Iron Absorption and Transport - The Gut Gate

  • Dietary Iron:
    • Heme (meat): Absorbed by HCP1 (Heme Carrier Protein 1).
    • Non-heme ($Fe^{3+}$, plants): Needs reduction to $Fe^{2+}$ (ferrous).
  • Duodenal Enterocyte Uptake (Apical):
    • Non-heme $Fe^{3+}$ $\xrightarrow{DcytB \ (reductase)}$ $Fe^{2+}$.
    • $Fe^{2+}$ enters via DMT1 (Divalent Metal Transporter 1).
    • Heme enters via HCP1; Heme Oxygenase releases $Fe^{2+}$ intracellularly.
  • Intracellular $Fe^{2+}$ & Basolateral Export:
    • Storage: As ferritin (stores $Fe^{3+}$).
    • Export: $Fe^{2+}$ via ferroportin (FPN1).
      • $Fe^{2+}$ $\xrightarrow{Hephaestin \ (Cu-ferroxidase)}$ $Fe^{3+}$.
      • $Fe^{3+}$ binds plasma transferrin.

⭐ DMT1 is the key apical transporter for non-heme ferrous iron; ferric iron is not its substrate.

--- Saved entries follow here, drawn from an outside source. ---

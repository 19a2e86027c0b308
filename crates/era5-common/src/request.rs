//! Retrieval request sent to the climate data archive.
//!
//! A request can be loaded from YAML; every field is optional and falls back
//! to the ERA5 single-levels defaults:
//!
//! ```yaml
//! dataset: reanalysis-era5-single-levels
//! product_type: reanalysis
//! variables:
//!   - 2m_temperature
//!   - 10m_u_component_of_wind
//! date: 2025-02-25
//! time: "12:00"
//! format: netcdf
//! ```

use std::fmt;
use std::str::FromStr;

use chrono::{Datelike, NaiveDate, NaiveTime, Timelike};
use serde::{Deserialize, Serialize};
use serde_json::{json, Value};

use crate::error::{Era5Error, Era5Result};
use crate::variables;

/// Default archive dataset.
pub const DEFAULT_DATASET: &str = "reanalysis-era5-single-levels";

/// Default product type within the dataset.
pub const DEFAULT_PRODUCT_TYPE: &str = "reanalysis";

/// Format string used for request times.
pub const TIME_FORMAT: &str = "%H:%M";

/// File format of the retrieved data.
#[derive(Debug, Clone, Copy, PartialEq, Eq, Default, Serialize, Deserialize)]
#[serde(rename_all = "lowercase")]
pub enum DataFormat {
    #[default]
    Netcdf,
    Grib,
}

impl DataFormat {
    pub fn as_str(&self) -> &'static str {
        match self {
            DataFormat::Netcdf => "netcdf",
            DataFormat::Grib => "grib",
        }
    }

    /// Conventional file extension for this format.
    pub fn extension(&self) -> &'static str {
        match self {
            DataFormat::Netcdf => "nc",
            DataFormat::Grib => "grib",
        }
    }
}

impl fmt::Display for DataFormat {
    fn fmt(&self, f: &mut fmt::Formatter<'_>) -> fmt::Result {
        f.write_str(self.as_str())
    }
}

impl FromStr for DataFormat {
    type Err = Era5Error;

    fn from_str(s: &str) -> Result<Self, Self::Err> {
        match s.trim().to_lowercase().as_str() {
            "netcdf" | "nc" => Ok(DataFormat::Netcdf),
            "grib" | "grib2" => Ok(DataFormat::Grib),
            other => Err(Era5Error::UnsupportedFormat(other.to_string())),
        }
    }
}

/// Parameters of a single archive retrieval.
#[derive(Debug, Clone, PartialEq, Serialize, Deserialize)]
pub struct RetrievalRequest {
    #[serde(default = "default_dataset")]
    pub dataset: String,
    #[serde(default = "default_product_type")]
    pub product_type: String,
    #[serde(default = "variables::request_names", alias = "variable")]
    pub variables: Vec<String>,
    #[serde(default = "default_date")]
    pub date: NaiveDate,
    #[serde(default = "default_time", with = "hour_minute")]
    pub time: NaiveTime,
    #[serde(default, alias = "data_format")]
    pub format: DataFormat,
}

fn default_dataset() -> String {
    DEFAULT_DATASET.to_string()
}

fn default_product_type() -> String {
    DEFAULT_PRODUCT_TYPE.to_string()
}

fn default_date() -> NaiveDate {
    NaiveDate::from_ymd_opt(2025, 2, 25).unwrap_or_default()
}

fn default_time() -> NaiveTime {
    NaiveTime::from_hms_opt(12, 0, 0).unwrap_or_default()
}

/// First day covered by the ERA5 archive.
pub fn archive_start() -> NaiveDate {
    NaiveDate::from_ymd_opt(1940, 1, 1).unwrap_or_default()
}

impl Default for RetrievalRequest {
    fn default() -> Self {
        Self {
            dataset: default_dataset(),
            product_type: default_product_type(),
            variables: variables::request_names(),
            date: default_date(),
            time: default_time(),
            format: DataFormat::default(),
        }
    }
}

impl RetrievalRequest {
    /// Check the fields the archive would otherwise reject after queueing.
    pub fn validate(&self) -> Era5Result<()> {
        if self.dataset.trim().is_empty() {
            return Err(Era5Error::MissingParameter("dataset".to_string()));
        }
        if self.product_type.trim().is_empty() {
            return Err(Era5Error::MissingParameter("product_type".to_string()));
        }
        if self.variables.is_empty() {
            return Err(Era5Error::MissingParameter("variables".to_string()));
        }
        if self.time.minute() != 0 || self.time.second() != 0 {
            return Err(Era5Error::invalid(
                "time",
                format!(
                    "{} is not on the hour; the product is hourly",
                    self.time.format(TIME_FORMAT)
                ),
            ));
        }
        if self.date < archive_start() {
            return Err(Era5Error::invalid(
                "date",
                format!("{} is before the archive start {}", self.date, archive_start()),
            ));
        }
        Ok(())
    }

    /// Request body inputs in the form the archive's process API expects.
    ///
    /// `download_format` is pinned to `unarchived` so a single-file result is
    /// delivered as-is instead of wrapped in a zip.
    pub fn to_inputs(&self) -> Value {
        json!({
            "product_type": [self.product_type],
            "variable": self.variables,
            "year": [format!("{:04}", self.date.year())],
            "month": [format!("{:02}", self.date.month())],
            "day": [format!("{:02}", self.date.day())],
            "time": [self.time.format(TIME_FORMAT).to_string()],
            "data_format": self.format.as_str(),
            "download_format": "unarchived",
        })
    }
}

/// Parse an `HH:MM` time of day.
pub fn parse_hour_minute(s: &str) -> Era5Result<NaiveTime> {
    NaiveTime::parse_from_str(s.trim(), TIME_FORMAT)
        .map_err(|e| Era5Error::invalid("time", format!("'{}' is not HH:MM: {}", s, e)))
}

/// Parse a `YYYY-MM-DD` calendar date.
pub fn parse_date(s: &str) -> Era5Result<NaiveDate> {
    NaiveDate::parse_from_str(s.trim(), "%Y-%m-%d")
        .map_err(|e| Era5Error::invalid("date", format!("'{}' is not YYYY-MM-DD: {}", s, e)))
}

mod hour_minute {
    use chrono::NaiveTime;
    use serde::{Deserialize, Deserializer, Serializer};

    use super::TIME_FORMAT;

    pub fn serialize<S: Serializer>(time: &NaiveTime, serializer: S) -> Result<S::Ok, S::Error> {
        serializer.serialize_str(&time.format(TIME_FORMAT).to_string())
    }

    pub fn deserialize<'de, D: Deserializer<'de>>(deserializer: D) -> Result<NaiveTime, D::Error> {
        let s = String::deserialize(deserializer)?;
        super::parse_hour_minute(&s).map_err(serde::de::Error::custom)
    }
}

Iron absorption and transport in enterocyte

Iron Absorption and Transport - Bloodstream Bound

  • Basolateral Export from Enterocyte:
    • $Fe^{2+}$ exits via Ferroportin (FPN1).
    • Hephaestin: Membrane-bound ferroxidase (Cu$^{2+}$-dependent); oxidizes $Fe^{2+}$ to $Fe^{3+}$ at basolateral membrane for plasma loading.
    • Ceruloplasmin: Plasma ferroxidase (Cu$^{2+}$-dependent); also oxidizes $Fe^{2+}$ to $Fe^{3+}$.
  • Plasma Transport (Bound to Transferrin):
    • Transferrin (Tf): Main iron transport protein; binds 2 $Fe^{3+}$ ions per molecule.
      • Synthesized in liver.
      • Delivers iron to cells with Transferrin Receptors (TfR1), especially erythroid precursors.
    • TIBC (Total Iron Binding Capacity): Indirect measure of circulating transferrin. ↑ in iron deficiency, ↓ in iron overload/inflammation.

⭐ Normal transferrin saturation (Serum Iron / TIBC × 100) is 20-50% (average ~33%). Values <16% suggest iron deficiency.

  • Regulation:
    • Hepcidin: Key regulator; binds ferroportin, causing its internalization & degradation, thus ↓ iron release into blood from enterocytes and macrophages.

Iron Absorption and Transport - Hepcidin's Command

  • Hepcidin: Key peptide hormone from liver; master regulator of systemic iron.
  • Mechanism: Binds ferroportin (FPN1) → internalization & degradation of FPN1 → ↓ iron export from enterocytes/macrophages into blood.
  • Regulation of Hepcidin Synthesis:
    • Upregulation (↑ Hepcidin):
      • High iron stores (sensing via HFE, TfR2, HJV)
      • Inflammation (IL-6 via STAT3 pathway)
    • Downregulation (↓ Hepcidin):
      • Iron deficiency
      • Hypoxia (HIF-dependent pathways)
      • Increased erythropoietic activity (Erythroferrone - ERFE)

Hepcidin regulation of ferroportin and plasma iron

⭐ Hepcidin dysregulation is central to iron disorders: low hepcidin in hemochromatosis, high hepcidin in anemia of chronic disease (ACD).

High‑Yield Points - ⚡ Biggest Takeaways

  • Iron absorption predominantly occurs in the duodenum and proximal jejunum.
  • Dietary iron: Heme iron (Fe2+) is better absorbed than non-heme iron (Fe3+).
  • Apical uptake: DMT1 transports Fe2+; DcytB reduces Fe3+ to Fe2+.
  • Basolateral export: Ferroportin transports iron out, aided by hephaestin (oxidation).
  • Plasma transport: Transferrin binds and transports Fe3+ in blood.
  • Key regulator: Hepcidin inhibits iron absorption by degrading ferroportin.
  • Storage: Iron is stored intracellularly as ferritin (Fe3+ form).